Erdbeben-Gefahr: Immobilien-Käufe werden immer riskanter

Das türkische Regierungskabinett hat in den vergangenen zwei Wochen zahlreiche bewohnte Flächen zu erdbebengefährdeten Gebieten erklärt. Die Prüfung eines entsprechenden Vermerks im Grundbuch, kann vor unangenehmen Überraschungen beim Immobilienkauf bewahren.

In den vergangenen zwei Wochen hat das türkische Kabinett Wohngebiete in sieben Provinzen auf die Liste erdbebengefährdeter Immobilien gesetzt. Von der Neueinstufung sind rund 352.000 Menschen betroffen. Für Immobilienkäufer wird die Risikowarnung im Grundbuch vermerkt.

Über 63 Millionen Quadratmeter Wohnflächen sind bereits zu erdbebengefährdeten Immobilien deklariert worden. Knapp 930.000 Menschen wohnen in diesen Gebieten. Darunter befinden sich Stadtteile Istanbuls, wie zum Beispiel Inönu und Çı­nar, aber auch Stadtteile der Provinzen Adana, Bursa und Izmir wurden aufgenommen. Experten warnen davor, Neubauten in solchen Gebieten pauschal für sicher zu halten, so das Webportal Patronlar Dünyasi. Denn es sei ebenso möglich, dass Neubauten in Risikogebieten abgerissen werden, um eine konsequente Vorsorge für künftige Erdbeben sicherzustellen. Das Problem dabei: Es ist weiterhin erlaubt, Immobilien in als gefährdet deklarierten Stadtteilen zu kaufen und zu verkaufen.

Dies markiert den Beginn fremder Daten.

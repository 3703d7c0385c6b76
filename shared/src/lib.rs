pub mod protocol;

pub use protocol::{close_codes, ErrorBody, QuotaSnapshot, RelayEvent};
pub mod chat_completions;

pub use chat_completions::ChatCompletionsClassifier;
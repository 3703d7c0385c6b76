use crate::application::error::AppError;
use crate::application::join_feed::JoinRequestView;
use crate::application::services::Services;
use crate::domain::SessionId;

/// Join requests of a session, oldest first.
pub async fn execute(
    services: &Services,
    session_id: &SessionId,
    host_token: Option<&str>,
) -> Result<Vec<JoinRequestView>, AppError> {
    let session = services.live_session(session_id).await?;
    services.require_host(host_token, session_id)?;

    let mut views: Vec<JoinRequestView> = session.join_requests().map(JoinRequestView::from).collect();
    views.sort_by_key(|v| v.created_at);
    Ok(views)
}
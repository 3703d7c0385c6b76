// Application layer - use cases organized by caller
// Orchestrates domain logic through the ports it defines

pub mod ai;
pub mod authorization;
pub mod connections;
pub mod error;
pub mod guest;
pub mod host;
pub mod join_feed;
pub mod ports;
pub mod reaper;
pub mod relay;
pub mod scope_guard;
pub mod services;
use serde::{Deserialize, Serialize};
use std::fmt;

use super::{CapabilityRole, JoinRequestId};

pub const HOST_SUBJECT: &str = "host";

/// Key of a per-client usage counter inside a session.
#[derive(Debug, Clone, PartialEq, Eq, Hash, Serialize, Deserialize)]
pub struct ClientIdentity {
    pub role: CapabilityRole,
    pub subject: String,
}

impl ClientIdentity {
    pub fn host() -> Self {
        Self {
            role: CapabilityRole::Host,
            subject: HOST_SUBJECT.to_string(),
        }
    }

    pub fn participant(request_id: &JoinRequestId) -> Self {
        Self {
            role: CapabilityRole::Participant,
            subject: request_id.to_string(),
        }
    }
}

impl fmt::Display for ClientIdentity {
    fn fmt(&self, f: &mut fmt::Formatter<'_>) -> fmt::Result {
        write!(f, "{}:{}", self.role, self.subject)
    }
}
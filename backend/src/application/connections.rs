use dashmap::DashMap;
use huddle_protocol::close_codes;
use std::collections::HashMap;
use std::sync::atomic::{AtomicU64, Ordering};
use std::sync::{Arc, OnceLock};
use tokio_util::sync::CancellationToken;

use crate::domain::SessionId;

/// Why a relay connection was torn down.
#[derive(Debug, Clone, Copy, PartialEq, Eq)]
pub enum CloseReason {
    ClientClosed,
    UpstreamClosed,
    UpstreamUnavailable,
    SessionExpired,
    SessionEnded,
    LimitReached,
    BacklogExceeded,
    Internal,
}

impl CloseReason {
    pub fn code(&self) -> u16 {
        match self {
            CloseReason::ClientClosed | CloseReason::UpstreamClosed => close_codes::NORMAL,
            CloseReason::UpstreamUnavailable => close_codes::UPSTREAM_UNAVAILABLE,
            CloseReason::SessionExpired => close_codes::SESSION_EXPIRED,
            CloseReason::SessionEnded => close_codes::SESSION_ENDED,
            CloseReason::LimitReached => close_codes::LIMIT_REACHED,
            CloseReason::BacklogExceeded => close_codes::BACKLOG_EXCEEDED,
            CloseReason::Internal => close_codes::INTERNAL,
        }
    }

    pub fn description(&self) -> &'static str {
        match self {
            CloseReason::ClientClosed => "client closed",
            CloseReason::UpstreamClosed => "upstream closed",
            CloseReason::UpstreamUnavailable => "upstream unavailable",
            CloseReason::SessionExpired => "session expired",
            CloseReason::SessionEnded => "session ended",
            CloseReason::LimitReached => "usage limit reached",
            CloseReason::BacklogExceeded => "backlog exceeded",
            CloseReason::Internal => "internal error",
        }
    }
}

/// Close signal for one connection. The first reason wins; closing again is
/// a no-op.
#[derive(Clone, Default)]
pub struct ConnectionCloser {
    token: CancellationToken,
    reason: Arc<OnceLock<CloseReason>>,
}

impl ConnectionCloser {
    pub fn new() -> Self {
        Self::default()
    }

    pub fn close(&self, reason: CloseReason) {
        let _ = self.reason.set(reason);
        self.token.cancel();
    }

    pub fn is_closed(&self) -> bool {
        self.token.is_cancelled()
    }

    pub async fn closed(&self) {
        self.token.cancelled().await
    }

    pub fn reason(&self) -> Option<CloseReason> {
        self.reason.get().copied()
    }

    /// Token cancelled together with this connection.
    pub fn child_token(&self) -> CancellationToken {
        self.token.child_token()
    }
}

/// Live relay connections per session, kept only so they can be force-closed.
#[derive(Default)]
pub struct ConnectionTracker {
    connections: DashMap<SessionId, HashMap<u64, ConnectionCloser>>,
    next_id: AtomicU64,
}

impl ConnectionTracker {
    pub fn new() -> Self {
        Self::default()
    }

    pub fn register(self: &Arc<Self>, session_id: &SessionId) -> TrackedConnection {
        let id = self.next_id.fetch_add(1, Ordering::Relaxed);
        let closer = ConnectionCloser::new();
        self.connections
            .entry(session_id.clone())
            .or_default()
            .insert(id, closer.clone());
        TrackedConnection {
            tracker: Arc::clone(self),
            session_id: session_id.clone(),
            id,
            closer,
        }
    }

    /// Closes and forgets every connection of a session.
    pub fn close_session(&self, session_id: &SessionId, reason: CloseReason) -> usize {
        match self.connections.remove(session_id) {
            Some((_, connections)) => {
                for closer in connections.values() {
                    closer.close(reason);
                }
                connections.len()
            }
            None => 0,
        }
    }

    pub fn open_connections(&self, session_id: &SessionId) -> usize {
        self.connections
            .get(session_id)
            .map(|c| c.len())
            .unwrap_or(0)
    }

    fn release(&self, session_id: &SessionId, id: u64) {
        if let Some(mut connections) = self.connections.get_mut(session_id) {
            connections.remove(&id);
        }
        self.connections.remove_if(session_id, |_, c| c.is_empty());
    }
}

/// Registration guard; dropping it removes the connection from the tracker.
pub struct TrackedConnection {
    tracker: Arc<ConnectionTracker>,
    session_id: SessionId,
    id: u64,
    closer: ConnectionCloser,
}

impl TrackedConnection {
    pub fn closer(&self) -> &ConnectionCloser {
        &self.closer
    }
}

impl Drop for TrackedConnection {
    fn drop(&mut self) {
        self.tracker.release(&self.session_id, self.id);
    }
}
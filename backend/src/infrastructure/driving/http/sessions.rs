use axum::{
    extract::{Path, State},
    http::StatusCode,
    Json,
};

use crate::application::error::AppError;
use crate::application::guest::commands::view_session::{self, SessionView};
use crate::application::host::commands::{
    create_session, end_session, join_as_host, CreateSessionCommand, CreateSessionResult, HostRoomAccess,
};
use crate::domain::SessionId;
use crate::infrastructure::driving::http::middleware::auth::HostCapability;
use crate::infrastructure::AppState;

/// POST /api/sessions
pub async fn create(
    State(state): State<AppState>,
    Json(cmd): Json<CreateSessionCommand>,
) -> Result<(StatusCode, Json<CreateSessionResult>), AppError> {
    let created = create_session::execute(&state.services, cmd).await?;
    Ok((StatusCode::CREATED, Json(created)))
}

/// GET /api/sessions/:id
pub async fn view(
    State(state): State<AppState>,
    Path(id): Path<String>,
) -> Result<Json<SessionView>, AppError> {
    let id = SessionId::from_string(id);
    Ok(Json(view_session::execute(&state.services, &id).await?))
}

/// DELETE /api/sessions/:id
pub async fn end(
    State(state): State<AppState>,
    capability: HostCapability,
    Path(id): Path<String>,
) -> Result<StatusCode, AppError> {
    let id = SessionId::from_string(id);
    end_session::execute(&state.services, &id, capability.token()).await?;
    Ok(StatusCode::NO_CONTENT)
}

/// POST /api/sessions/:id/host/join
pub async fn host_join(
    State(state): State<AppState>,
    capability: HostCapability,
    Path(id): Path<String>,
) -> Result<Json<HostRoomAccess>, AppError> {
    let id = SessionId::from_string(id);
    Ok(Json(
        join_as_host::execute(&state.services, &id, capability.token()).await?,
    ))
}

Die Grenze zwischen den afrikanischen und europäischen Kontinentalplatten verläuft durch die Türkei. Wenn die Platten sich verschieben und aneinander reiben entstehen massive Kräfte, die sich in einem Erdbeben entladen können. Deutsche und türkische Forscher haben berechnet, dass Istanbul mit 60-prozentiger Wahrscheinlichkeit in den nächsten 30 Jahren von einem großen Erdbeben heimgesucht wird, so der Klett-Verlag.

Die Kommunen erteilen Baugenehmigungen für Neubauten in Risikogebieten nur unter bestimmten Auflagen. Es seien jedoch auch betrügerische Bauunternehmer am Markt aktiv, so das Wirtschaftsportal. Diese würden vorgeben, auf eine Baugenehmigung des Ministeriums für Umwelt und Städte zu warten, um den Baupreis künstlich zu erhöhen.